TOM PETTY AND THE HEARTBREAKERS | LONE JUSTICE | The Forum, Los Angeles | Tickets: $16.50, $14
Tom Petty’s first Los Angeles appearance in three years was marked by a pleasant synthesis of tight and loose on Aug. 1: The musicianship of the Heartbreakers and their tour backup (three horns, two singers) was seamless, while T.P.’s informal stage banter and sleepy posture kept the feeling laid-back. Ever since he released the “Southern Accents” album, Petty’s started to drawl more.

Petty seemed heartened by the warm welcome of the sold-out house in his adopted city (word is the show hasn’t been doing all that well elsewhere) and gave the ticket-holders a jam-packed two-hour set. With a voice that starts at his rear molar and ends at his left bicuspid Petty sang the songs the folks wanted to hear: “Breakdown,” “You Got Lucky,” “Refugee,” and most of the contents of the last MCA release. The stage set consisted of antebellum plantation-like columns, between which backdrops and video screens altered the mood.

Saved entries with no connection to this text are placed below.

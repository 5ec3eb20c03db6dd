//! Type naming for rendered signatures and structured parameter records.
//!
//! Two flavours are produced from the same [`TypeSig`]:
//!
//! - display names (`int`, `List<string>`, `Inner<T>[]`) for the rendered
//!   signature text
//! - full names (`System.Int32`, `Ns.Outer+Inner`,
//!   `System.Collections.Generic.List<System.String>`) for the `parameters`
//!   and `returnType` fields
//!
//! Both work on one assembly's metadata only. Type references are named from
//! the referencing row, so naming never needs the referenced assembly to be
//! available.

use crate::metadata::{Assembly, GenericParamDef, MethodSig, ResolutionScope, TypeHandle, TypeSig};

const MAX_SPEC_DEPTH: usize = 16;

/// Generic parameters in scope for a member: its declaring type's and its
/// own.
#[derive(Debug, Clone, Copy, Default)]
pub struct GenericScope<'a> {
    pub type_params: &'a [GenericParamDef],
    pub method_params: &'a [GenericParamDef],
}

impl<'a> GenericScope<'a> {
    pub fn new(type_params: &'a [GenericParamDef], method_params: &'a [GenericParamDef]) -> Self {
        GenericScope {
            type_params,
            method_params,
        }
    }

    fn type_param(&self, n: u32) -> String {
        lookup(self.type_params, n).unwrap_or_else(|| format!("!{}", n))
    }

    fn method_param(&self, n: u32) -> String {
        lookup(self.method_params, n).unwrap_or_else(|| format!("!!{}", n))
    }
}

fn lookup(params: &[GenericParamDef], n: u32) -> Option<String> {
    params
        .iter()
        .find(|p| u32::from(p.number) == n)
        .filter(|p| !p.name.is_empty())
        .map(|p| p.name.clone())
}

/// Split a metadata name into its base and generic arity: ``List`1`` gives
/// `("List", 1)`.
pub fn split_arity(name: &str) -> (&str, usize) {
    match name.rsplit_once('`') {
        Some((base, digits)) if !digits.is_empty() && digits.chars().all(|c| c.is_ascii_digit()) => {
            (base, digits.parse().unwrap_or(0))
        }
        _ => (name, 0),
    }
}

/// Namespace and containment path (outermost first, metadata names) of a
/// type definition or reference.
pub(crate) fn type_segments(asm: &Assembly, handle: TypeHandle) -> Option<(String, Vec<String>)> {
    match handle {
        TypeHandle::Def(index) => {
            asm.type_def(index)?;
            let segments = asm
                .nesting_chain(index)
                .iter()
                .filter_map(|i| asm.type_def(*i))
                .map(|t| t.name.clone())
                .collect();
            Some((asm.outer_namespace(index).to_string(), segments))
        }
        TypeHandle::Ref(index) => {
            let mut segments = Vec::new();
            let mut namespace = String::new();
            let mut current = index;
            for _ in 0..MAX_SPEC_DEPTH {
                let r = asm.type_ref(current)?;
                segments.push(r.name.clone());
                namespace = r.namespace.clone();
                match r.scope {
                    ResolutionScope::TypeRef(outer) => current = outer,
                    _ => break,
                }
            }
            segments.reverse();
            Some((namespace, segments))
        }
        TypeHandle::Spec(_) => None,
    }
}

/// Distribute generic arguments over containment segments by each
/// segment's arity suffix. Arguments left over after the last declared
/// arity go to the innermost segment.
pub(crate) fn distribute_args<T: Clone>(segments: &[String], args: &[T]) -> Vec<(String, Vec<T>)> {
    let mut out = Vec::with_capacity(segments.len());
    let mut next = 0;
    for segment in segments {
        let (base, arity) = split_arity(segment);
        let end = (next + arity).min(args.len());
        out.push((base.to_string(), args[next..end].to_vec()));
        next = end;
    }
    if next < args.len() {
        if let Some(last) = out.last_mut() {
            last.1.extend_from_slice(&args[next..]);
        }
    }
    out
}

/// Short display name used in rendered signatures.
pub fn display_name(asm: &Assembly, sig: &TypeSig, scope: &GenericScope<'_>) -> String {
    display(asm, sig, scope, 0)
}

fn display(asm: &Assembly, sig: &TypeSig, scope: &GenericScope<'_>, depth: usize) -> String {
    if depth > MAX_SPEC_DEPTH {
        return "?".to_string();
    }
    match sig {
        TypeSig::Primitive(p) => p.keyword().to_string(),
        TypeSig::Class(h) | TypeSig::ValueType(h) => display_handle(asm, *h, scope, depth),
        TypeSig::GenericInst { base, args } => {
            let name = match type_segments(asm, *base) {
                Some((_, segments)) => segments
                    .last()
                    .map(|s| split_arity(s).0.to_string())
                    .unwrap_or_default(),
                None => display_handle(asm, *base, scope, depth),
            };
            let args: Vec<String> = args.iter().map(|a| display(asm, a, scope, depth + 1)).collect();
            format!("{}<{}>", name, args.join(", "))
        }
        TypeSig::Var(n) => scope.type_param(*n),
        TypeSig::MVar(n) => scope.method_param(*n),
        TypeSig::SzArray(inner) => format!("{}[]", display(asm, inner, scope, depth + 1)),
        TypeSig::Array { element, rank } => format!(
            "{}[{}]",
            display(asm, element, scope, depth + 1),
            ",".repeat(rank.saturating_sub(1) as usize)
        ),
        TypeSig::ByRef(inner) => format!("{}&", display(asm, inner, scope, depth + 1)),
        TypeSig::Ptr(inner) => format!("{}*", display(asm, inner, scope, depth + 1)),
        TypeSig::FnPtr(method) => fn_ptr(method, |t| display(asm, t, scope, depth + 1)),
        TypeSig::Modified { inner, .. } => display(asm, inner, scope, depth + 1),
    }
}

fn display_handle(asm: &Assembly, handle: TypeHandle, scope: &GenericScope<'_>, depth: usize) -> String {
    match handle {
        TypeHandle::Spec(i) => match asm.type_spec(i) {
            Some(sig) => display(asm, sig, scope, depth + 1),
            None => "?".to_string(),
        },
        _ => type_segments(asm, handle)
            .and_then(|(_, segments)| segments.last().map(|s| split_arity(s).0.to_string()))
            .unwrap_or_else(|| "?".to_string()),
    }
}

/// Namespace-qualified name used in `parameters` and `returnType`.
pub fn full_name(asm: &Assembly, sig: &TypeSig, scope: &GenericScope<'_>) -> String {
    full(asm, sig, scope, 0)
}

fn full(asm: &Assembly, sig: &TypeSig, scope: &GenericScope<'_>, depth: usize) -> String {
    if depth > MAX_SPEC_DEPTH {
        return "?".to_string();
    }
    match sig {
        TypeSig::Primitive(p) => p.full_name().to_string(),
        TypeSig::Class(h) | TypeSig::ValueType(h) => full_handle(asm, *h, scope, depth),
        TypeSig::GenericInst { base, args } => match type_segments(asm, *base) {
            Some((namespace, segments)) => {
                let args: Vec<String> =
                    args.iter().map(|a| full(asm, a, scope, depth + 1)).collect();
                let path = distribute_args(&segments, &args)
                    .into_iter()
                    .map(|(name, args)| {
                        if args.is_empty() {
                            name
                        } else {
                            format!("{}<{}>", name, args.join(", "))
                        }
                    })
                    .collect::<Vec<_>>()
                    .join("+");
                qualify(&namespace, &path)
            }
            None => full_handle(asm, *base, scope, depth),
        },
        TypeSig::Var(n) => scope.type_param(*n),
        TypeSig::MVar(n) => scope.method_param(*n),
        TypeSig::SzArray(inner) => format!("{}[]", full(asm, inner, scope, depth + 1)),
        TypeSig::Array { element, rank } => format!(
            "{}[{}]",
            full(asm, element, scope, depth + 1),
            ",".repeat(rank.saturating_sub(1) as usize)
        ),
        TypeSig::ByRef(inner) => format!("{}&", full(asm, inner, scope, depth + 1)),
        TypeSig::Ptr(inner) => format!("{}*", full(asm, inner, scope, depth + 1)),
        TypeSig::FnPtr(method) => fn_ptr(method, |t| full(asm, t, scope, depth + 1)),
        TypeSig::Modified { inner, .. } => full(asm, inner, scope, depth + 1),
    }
}

fn full_handle(asm: &Assembly, handle: TypeHandle, scope: &GenericScope<'_>, depth: usize) -> String {
    match handle {
        TypeHandle::Spec(i) => match asm.type_spec(i) {
            Some(sig) => full(asm, sig, scope, depth + 1),
            None => "?".to_string(),
        },
        _ => type_segments(asm, handle)
            .map(|(namespace, segments)| qualify(&namespace, &segments.join("+")))
            .unwrap_or_else(|| "?".to_string()),
    }
}

fn qualify(namespace: &str, path: &str) -> String {
    if namespace.is_empty() {
        path.to_string()
    } else {
        format!("{}.{}", namespace, path)
    }
}

fn fn_ptr(method: &MethodSig, name: impl Fn(&TypeSig) -> String) -> String {
    let mut parts: Vec<String> = method.params.iter().map(&name).collect();
    parts.push(name(&method.return_type));
    format!("delegate*<{}>", parts.join(", "))
}

#[cfg(test)]
mod tests {
    use super::*;
    use crate::metadata::{Primitive, TypeAttributes, TypeDef, TypeReference};

    fn fixture() -> (Assembly, TypeHandle, TypeHandle) {
        let mut asm = Assembly::new("Acme");
        let corlib = asm.push_assembly_ref("System.Runtime");
        let list = asm.push_type_ref(TypeReference {
            scope: ResolutionScope::AssemblyRef(corlib),
            namespace: "System.Collections.Generic".to_string(),
            name: "List`1".to_string(),
        });
        let outer = asm.push_type(TypeDef::new("Acme", "Outer`1", TypeAttributes::PUBLIC));
        let mut inner = TypeDef::new("", "Inner`1", TypeAttributes::NESTED_PUBLIC);
        inner.enclosing = Some(outer);
        let inner = asm.push_type(inner);
        (asm, list, TypeHandle::Def(inner))
    }

    fn int() -> TypeSig {
        TypeSig::Primitive(Primitive::Int32)
    }

    fn string() -> TypeSig {
        TypeSig::Primitive(Primitive::String)
    }

    #[test]
    fn primitives_use_keywords_and_system_names() {
        let (asm, _, _) = fixture();
        let scope = GenericScope::default();
        assert_eq!(display_name(&asm, &int(), &scope), "int");
        assert_eq!(full_name(&asm, &int(), &scope), "System.Int32");
        let arr = TypeSig::Array {
            element: Box::new(int()),
            rank: 2,
        };
        assert_eq!(display_name(&asm, &arr, &scope), "int[,]");
        let by_ref = TypeSig::ByRef(Box::new(TypeSig::SzArray(Box::new(string()))));
        assert_eq!(display_name(&asm, &by_ref, &scope), "string[]&");
        assert_eq!(full_name(&asm, &by_ref, &scope), "System.String[]&");
    }

    #[test]
    fn custom_modifiers_render_as_their_inner_type() {
        let (asm, list, _) = fixture();
        let scope = GenericScope::default();
        let sig = TypeSig::Modified {
            required: false,
            modifier: list,
            inner: Box::new(int()),
        };
        assert_eq!(display_name(&asm, &sig, &scope), "int");
        assert_eq!(full_name(&asm, &sig, &scope), "System.Int32");
    }

    #[test]
    fn generic_instances_strip_arity() {
        let (asm, list, _) = fixture();
        let scope = GenericScope::default();
        let sig = TypeSig::GenericInst {
            base: list,
            args: vec![string()],
        };
        assert_eq!(display_name(&asm, &sig, &scope), "List<string>");
        assert_eq!(
            full_name(&asm, &sig, &scope),
            "System.Collections.Generic.List<System.String>"
        );
    }

    #[test]
    fn nested_generic_arguments_are_distributed_per_level() {
        let (asm, _, inner) = fixture();
        let scope = GenericScope::default();
        let sig = TypeSig::GenericInst {
            base: inner,
            args: vec![int(), string()],
        };
        assert_eq!(display_name(&asm, &sig, &scope), "Inner<int, string>");
        assert_eq!(
            full_name(&asm, &sig, &scope),
            "Acme.Outer<System.Int32>+Inner<System.String>"
        );
        assert_eq!(
            full_name(&asm, &TypeSig::Class(inner), &scope),
            "Acme.Outer`1+Inner`1"
        );
    }

    #[test]
    fn generic_parameters_use_declared_names() {
        let (asm, _, _) = fixture();
        let type_params = vec![GenericParamDef {
            number: 0,
            name: "T".to_string(),
        }];
        let method_params = vec![GenericParamDef {
            number: 0,
            name: "U".to_string(),
        }];
        let scope = GenericScope::new(&type_params, &method_params);
        assert_eq!(display_name(&asm, &TypeSig::Var(0), &scope), "T");
        assert_eq!(full_name(&asm, &TypeSig::MVar(0), &scope), "U");
        assert_eq!(full_name(&asm, &TypeSig::MVar(3), &scope), "!!3");
    }

    #[test]
    fn arity_split() {
        assert_eq!(split_arity("List`1"), ("List", 1));
        assert_eq!(split_arity("Dictionary`2"), ("Dictionary", 2));
        assert_eq!(split_arity("Plain"), ("Plain", 0));
        assert_eq!(split_arity("Odd`x"), ("Odd`x", 0));
    }
}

When Petty got to “Don’t Come Around Here No More,” the backdrop became a proper ’60s psychedelic light show. Well, not proper, perhaps: It was on videotape. Pulsating liquid light that glows identically night after night loses something in the translation. But the song certainly didn’t suffer, especially when the Heartbreakers were joined by guest guitarist Dave Stewart of Eurythmics, who co-wrote the song. Not to take away from Petty’s own songwriting skills, but that and the final encore of “Make It Better (Forget About Me),” Stewart’s other contribution, were without doubt the high points of the show.

Still, there was great applause for Petty’s good-natured cover of the Byrds’ “So You Want To Be A Rock’N’Roll Star” (you think he doesn’t read all those record reviews?), and the balladic intro to “Rebels,” with Petty under a halo spot a la Springsteen, worked itself into one rocking rave-up. The cover of the Music Explosion’s 1967 hit “Little Bit Of Soul” was less well advised, but Stewart seemed to get a great kick out of it, and it was a good showoff piece for bassist Howie Epstein.

Keyboardist Benmont Tench, his usual excellent self, did double duty when he joined openers Lone Justice onstage for a couple of their numbers. Geffen’s cowpunk protostars have been suffering under the weight of their own great potential lately, often disappointing audiences simply because so much was expected of them. But happily, this show presented them at their dynamic best. Maria McKee proved that all the “next Janis Joplin” hype has a basis in fact, and jumped around the stage like a whirling dervish as she belted out the tunes.